Data for processing >>
◇ ◇ ◇ ◇

/// Hectolitres of grain a peasant must eat in a year to not starve.
pub const RATION: i32 = 13;
/// Hectolitres of seed grain per hectare planted.
pub const SEED_PER_HECTARE: i32 = 2;
/// One peasant can plant at most this many hectares.
pub const HECTARES_PER_PEASANT: i32 = 4;
/// Mercenaries available for hire in any one year.
pub const MAX_MERCENARIES: i32 = 75;
/// No one has more grain than this to pay for land in a single year.
pub const SALE_CAP: i32 = 4000;
/// The duke retires after this many years on the throne.
pub const RETIREMENT_YEAR: i32 = 45;

const PLAGUE_COOL_DOWN: i32 = 13;

fn round(x: f64) -> i32 {
    x.round() as i32
}

fn dec_round(d: Decimal) -> i32 {
    d.round_dp_with_strategy(0, RoundingStrategy::MidpointAwayFromZero)
        .to_i32()
        .unwrap_or(0)
}

/// Why a proposed decision was refused. The embedded amounts tell the
/// steward what it can still work with.
#[derive(Debug, Clone, Copy, PartialEq, Eq)]
pub enum Rejection {
    Negative,
    NotEnoughGrain { have: i32 },
    NotEnoughGrainToPlant { have: i32 },
    NotEnoughLand { have: i32 },
    NotEnoughGoodLand { have: i32 },
    NotEnoughWorkers { can_farm: i32 },
    NoBuyers,
    TooFewAvailable { available: i32 },
}

impl fmt::Display for Rejection {
    fn fmt(&self, f: &mut fmt::Formatter<'_>) -> fmt::Result {
        match self {
            Rejection::Negative => write!(f, "Negative amounts make no sense here."),
            Rejection::NotEnoughGrain { have } => write!(
                f,
                "But you don't have enough grain.\nYou only have {} HL. of grain left.",
                have
            ),
            Rejection::NotEnoughGrainToPlant { have } => write!(
                f,
                "But you don't have enough grain.\nYou only have {} HL. of grain left.\nEnough to plant {} HA. of land",
                have,
                have / SEED_PER_HECTARE
            ),
            Rejection::NotEnoughLand { have } => write!(
                f,
                "But you don't have enough land.\nYou only have {} HA. of land left.",
                have
            ),
            Rejection::NotEnoughGoodLand { have } => {
                write!(f, "But you only have {} HA. of good land.", have)
            }
            Rejection::NotEnoughWorkers { can_farm } => write!(
                f,
                "But you don't have enough peasants to farm that land.\nYou only have enough to farm {} HA. of land.",
                can_farm
            ),
            Rejection::NoBuyers => write!(f, "No buyers have that much grain, try less"),
            Rejection::TooFewAvailable { available } => {
                write!(f, "There are only {} available for hire.", available)
            }
        }
    }
}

◇ ◇ ◇ ◇

About this exercise >> Look at the entries above. Say how many lines have the word "self", and give only the number.

Task solution >> 2